June 23, 2022
By Laurel White
Decades of pioneering work on the vast personal and social benefits of forgiveness – from reducing individual anxiety and aggression to promoting better cross-cultural communication in the midst of political conflict – have earned Robert Enright from UW-Madison one of psychology’s rarest and highest lifetime achievement awards.
Enright’s scientific study of forgiveness had a “revolutionary impact on the field of psychology,” according to the American Psychological Foundation. The foundation, a branch of the American Psychological Association, awarded Enright the 2022 American Psychological Foundation Gold Medal for Impact in Psychology. The prize has already been awarded to giants in the field of psychology, including Evelyn Hooker, whose work prompted the removal of homosexuality from the industry textbook on mental health disorders, and David Barlow, who developed new methods of treating anxiety that are now staples of mental health. healthcare around the world.

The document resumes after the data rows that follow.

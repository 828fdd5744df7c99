// SPDX-License-Identifier: MIT OR Apache-2.0
//! Upload results, per-backend attempts, and the durable history record.

use crate::{BackendId, ImageMeta};
use serde::{Deserialize, Serialize};
use std::collections::BTreeMap;

/// Successful upload of one file to one backend.
#[derive(Debug, Clone, PartialEq, Serialize, Deserialize)]
pub struct UploadResult {
    /// Backend that accepted the file.
    pub backend_id: BackendId,
    /// Backend-native identifier (S3 key, weibo pid, GitHub path, …).
    pub file_key: String,
    /// Directly fetchable URL for the uploaded image.
    pub url: String,
    /// Size of the uploaded file in bytes.
    pub size_bytes: u64,
    /// Pixel width, when the backend or the local probe reported it.
    #[serde(default, skip_serializing_if = "Option::is_none")]
    pub width: Option<u32>,
    /// Pixel height, when the backend or the local probe reported it.
    #[serde(default, skip_serializing_if = "Option::is_none")]
    pub height: Option<u32>,
    /// Backend-specific extras preserved verbatim.
    #[serde(default, skip_serializing_if = "BTreeMap::is_empty")]
    pub metadata: BTreeMap<String, serde_json::Value>,
}

/// Terminal state of one backend attempt.
#[derive(Debug, Clone, Copy, PartialEq, Eq, Serialize, Deserialize)]
#[serde(rename_all = "snake_case")]
pub enum AttemptStatus {
    /// The backend accepted the file.
    Success,
    /// The backend rejected the file or the transfer failed.
    Failed,
}

/// One backend's outcome within a dispatch.
///
/// Exactly one of `result` / `error` is populated, matching `status`.
#[derive(Debug, Clone, PartialEq, Serialize, Deserialize)]
pub struct BackendAttempt {
    /// Backend this attempt ran against.
    pub backend_id: BackendId,
    /// Terminal status.
    pub status: AttemptStatus,
    /// Present when `status` is [`AttemptStatus::Success`].
    #[serde(default, skip_serializing_if = "Option::is_none")]
    pub result: Option<UploadResult>,
    /// Present when `status` is [`AttemptStatus::Failed`].
    #[serde(default, skip_serializing_if = "Option::is_none")]
    pub error: Option<String>,
}

impl BackendAttempt {
    /// Build a success attempt from an upload result.
    pub fn success(result: UploadResult) -> Self {
        Self {
            backend_id: result.backend_id,
            status: AttemptStatus::Success,
            result: Some(result),
            error: None,
        }
    }

    /// Build a failed attempt carrying the error message.
    pub fn failed(backend_id: BackendId, error: impl Into<String>) -> Self {
        Self {
            backend_id,
            status: AttemptStatus::Failed,
            result: None,
            error: Some(error.into()),
        }
    }

    /// `true` when the attempt succeeded.
    pub fn is_success(&self) -> bool {
        self.status == AttemptStatus::Success
    }
}

/// Violations of the history-record invariants.
#[derive(Debug, Clone, PartialEq, Eq, thiserror::Error)]
pub enum RecordError {
    /// `primary_backend` has no successful attempt in `results`.
    #[error("primary backend {0} is not among the successful attempts")]
    PrimaryNotSuccessful(BackendId),
    /// The same backend appears more than once in `results`.
    #[error("duplicate attempt for backend {0}")]
    DuplicateAttempt(BackendId),
    /// `results` is empty.
    #[error("record has no attempts")]
    NoAttempts,
}

/// One durable row per uploaded file.
#[derive(Debug, Clone, PartialEq, Serialize, Deserialize)]
pub struct HistoryRecord {
    /// Opaque record id.
    pub id: String,
    /// Upload wall-clock time, milliseconds since the Unix epoch.
    pub timestamp_ms: i64,
    /// File name as it was on the local disk.
    pub local_file_name: String,
    /// Absolute path of the source file, when still known.
    #[serde(default, skip_serializing_if = "Option::is_none")]
    pub file_path: Option<String>,
    /// The elected primary backend; its URL is canonical for this record.
    pub primary_backend: BackendId,
    /// One attempt per dispatched backend.
    pub results: Vec<BackendAttempt>,
    /// The link-format layer's rendering of the primary attempt.
    pub generated_link: String,
    /// Local image metadata probed at upload time.
    #[serde(default)]
    pub image_meta: ImageMeta,
    /// Opaque per-backend validity data written by the link checker.
    ///
    /// The engine stores and returns this verbatim; it never produces or
    /// interprets it.
    #[serde(default, skip_serializing_if = "Option::is_none")]
    pub link_check_status: Option<serde_json::Value>,
}

impl HistoryRecord {
    /// Check the record invariants: the primary backend must be a successful
    /// attempt, and each backend appears at most once.
    pub fn validate(&self) -> Result<(), RecordError> {
        if self.results.is_empty() {
            return Err(RecordError::NoAttempts);
        }
        let mut seen = std::collections::HashSet::new();
        for attempt in &self.results {
            if !seen.insert(attempt.backend_id) {
                return Err(RecordError::DuplicateAttempt(attempt.backend_id));
            }
        }
        let primary_ok = self
            .results
            .iter()
            .any(|a| a.backend_id == self.primary_backend && a.is_success());
        if !primary_ok {
            return Err(RecordError::PrimaryNotSuccessful(self.primary_backend));
        }
        Ok(())
    }

    /// The successful attempt elected as primary, if the record is well formed.
    pub fn primary_attempt(&self) -> Option<&BackendAttempt> {
        self.results
            .iter()
            .find(|a| a.backend_id == self.primary_backend && a.is_success())
    }

    /// Backends whose attempt failed, in record order.
    pub fn failed_backends(&self) -> Vec<BackendId> {
        self.results
            .iter()
            .filter(|a| !a.is_success())
            .map(|a| a.backend_id)
            .collect()
    }
}

#[cfg(test)]
mod tests {
    use super::*;

    fn result_for(id: BackendId) -> UploadResult {
        UploadResult {
            backend_id: id,
            file_key: format!("{id}/key.png"),
            url: format!("https://{id}.example/key.png"),
            size_bytes: 1024,
            width: Some(64),
            height: Some(64),
            metadata: BTreeMap::new(),
        }
    }

    fn record_with(primary: BackendId, results: Vec<BackendAttempt>) -> HistoryRecord {
        HistoryRecord {
            id: "rec-1".into(),
            timestamp_ms: 1_700_000_000_000,
            local_file_name: "cat.png".into(),
            file_path: Some("/tmp/cat.png".into()),
            primary_backend: primary,
            results,
            generated_link: "https://r2.example/key.png".into(),
            image_meta: ImageMeta::default(),
            link_check_status: None,
        }
    }

    #[test]
    fn valid_record_passes() {
        let rec = record_with(
            BackendId::R2,
            vec![
                BackendAttempt::success(result_for(BackendId::R2)),
                BackendAttempt::failed(BackendId::Weibo, "cookie expired"),
            ],
        );
        rec.validate().unwrap();
        assert_eq!(rec.primary_attempt().unwrap().backend_id, BackendId::R2);
        assert_eq!(rec.failed_backends(), vec![BackendId::Weibo]);
    }

    #[test]
    fn primary_must_be_a_success() {
        let rec = record_with(
            BackendId::Weibo,
            vec![
                BackendAttempt::success(result_for(BackendId::R2)),
                BackendAttempt::failed(BackendId::Weibo, "cookie expired"),
            ],
        );
        assert_eq!(
            rec.validate().unwrap_err(),
            RecordError::PrimaryNotSuccessful(BackendId::Weibo)
        );
    }

    #[test]
    fn duplicate_backend_is_rejected() {
        let rec = record_with(
            BackendId::R2,
            vec![
                BackendAttempt::success(result_for(BackendId::R2)),
                BackendAttempt::failed(BackendId::R2, "second attempt"),
            ],
        );
        assert_eq!(
            rec.validate().unwrap_err(),
            RecordError::DuplicateAttempt(BackendId::R2)
        );
    }

    #[test]
    fn empty_results_are_rejected() {
        let rec = record_with(BackendId::R2, vec![]);
        assert_eq!(rec.validate().unwrap_err(), RecordError::NoAttempts);
    }

    #[test]
    fn attempt_serde_omits_absent_halves() {
        let ok = BackendAttempt::success(result_for(BackendId::R2));
        let json = serde_json::to_value(&ok).unwrap();
        assert!(json.get("error").is_none());

        let failed = BackendAttempt::failed(BackendId::Weibo, "boom");
        let json = serde_json::to_value(&failed).unwrap();
        assert!(json.get("result").is_none());
        assert_eq!(json["error"], "boom");
    }

    #[test]
    fn record_serde_roundtrip() {
        let rec = record_with(
            BackendId::R2,
            vec![BackendAttempt::success(result_for(BackendId::R2))],
        );
        let json = serde_json::to_string(&rec).unwrap();
        let back: HistoryRecord = serde_json::from_str(&json).unwrap();
        assert_eq!(rec, back);
    }
}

“I’m not a game changer,” said Enright, Aristotelian Chair in the Science of Forgiveness in the School of Education’s Department of Educational Psychology. “Forgiveness is just that.”
Enright, who has been on the faculty at UW-Madison since 1978, wrote the first scholarly paper on person-to-person forgiveness and the first cross-cultural studies of interpersonal forgiveness. Over the past four decades, his work has produced widely used models for forgiveness therapy and curriculum guides that have been used in at least 30 countries. He is a five-time Nobel Peace Prize nominee, with nominations from more than a dozen individuals and entities in the United States and abroad.

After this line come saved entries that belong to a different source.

// SPDX-License-Identifier: MIT OR Apache-2.0
//! Library half of the mirrorpix CLI.
//!
//! Command implementations live here so they can be tested without
//! spawning the binary.

#![deny(unsafe_code)]

pub mod commands;
pub mod format;

use std::path::PathBuf;

/// Resolved per-OS data paths.
#[derive(Debug, Clone)]
pub struct DataPaths {
    /// Directory everything lives under.
    pub root: PathBuf,
    /// Encrypted config file.
    pub config: PathBuf,
    /// Key file standing in for the OS keychain.
    pub key: PathBuf,
    /// History database.
    pub history: PathBuf,
}

impl DataPaths {
    /// Resolve under an explicit root, or the platform data dir.
    pub fn resolve(override_root: Option<PathBuf>) -> Self {
        let root = override_root.unwrap_or_else(|| {
            dirs::data_dir()
                .unwrap_or_else(|| PathBuf::from("."))
                .join("mirrorpix")
        });
        Self {
            config: root.join("config.dat"),
            key: root.join("secure.key"),
            history: root.join("history.db"),
            root,
        }
    }
}

#[cfg(test)]
mod tests {
    use super::*;

    #[test]
    fn explicit_root_wins() {
        let paths = DataPaths::resolve(Some(PathBuf::from("/tmp/mpx-test")));
        assert_eq!(paths.root, PathBuf::from("/tmp/mpx-test"));
        assert_eq!(paths.config, PathBuf::from("/tmp/mpx-test/config.dat"));
        assert_eq!(paths.history, PathBuf::from("/tmp/mpx-test/history.db"));
    }
}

He is also the founder of the International Forgiveness Institute, a Madison-based nonprofit that has worked to expand the scope of forgiveness research since 1994.
James Wollack, chair of the Department of Educational Psychology, hailed Enright as a true “pioneer” in his field.
“Bob’s work has directly led to improved mental, emotional and physical health outcomes for millions – if not tens of millions – of people participating in research studies and therapeutic and educational programs around the world. “Wollack said. “It focused on the most vulnerable populations – war-ravaged communities and those suffering from personal trauma – and reached citizens around the world. Bob is truly a pioneer, and his work is one of the finest examples of the Wisconsin Idea we have seen.
Wollack also noted that Enright had already received three of UW-Madison’s highest honors: the Hilldale Award for Excellence in Research, Teaching, and Service, the WARF Appointed Professorship, and the Chancellor’s Distinguished Teaching.
Enright said his initial scholarly work on forgiveness was dismissed by some peers as “too weak or irrelevant for scientific inquiry.”
“Now there are thousands of researchers studying forgiveness and many thousands of mental health professionals integrating forgiveness therapy into their practices,” he said. “I’m so glad I persevered, and now I encourage those just starting out in their careers to persevere if they find a subject, no matter what the critics say, that seems important enough to improve the human condition.”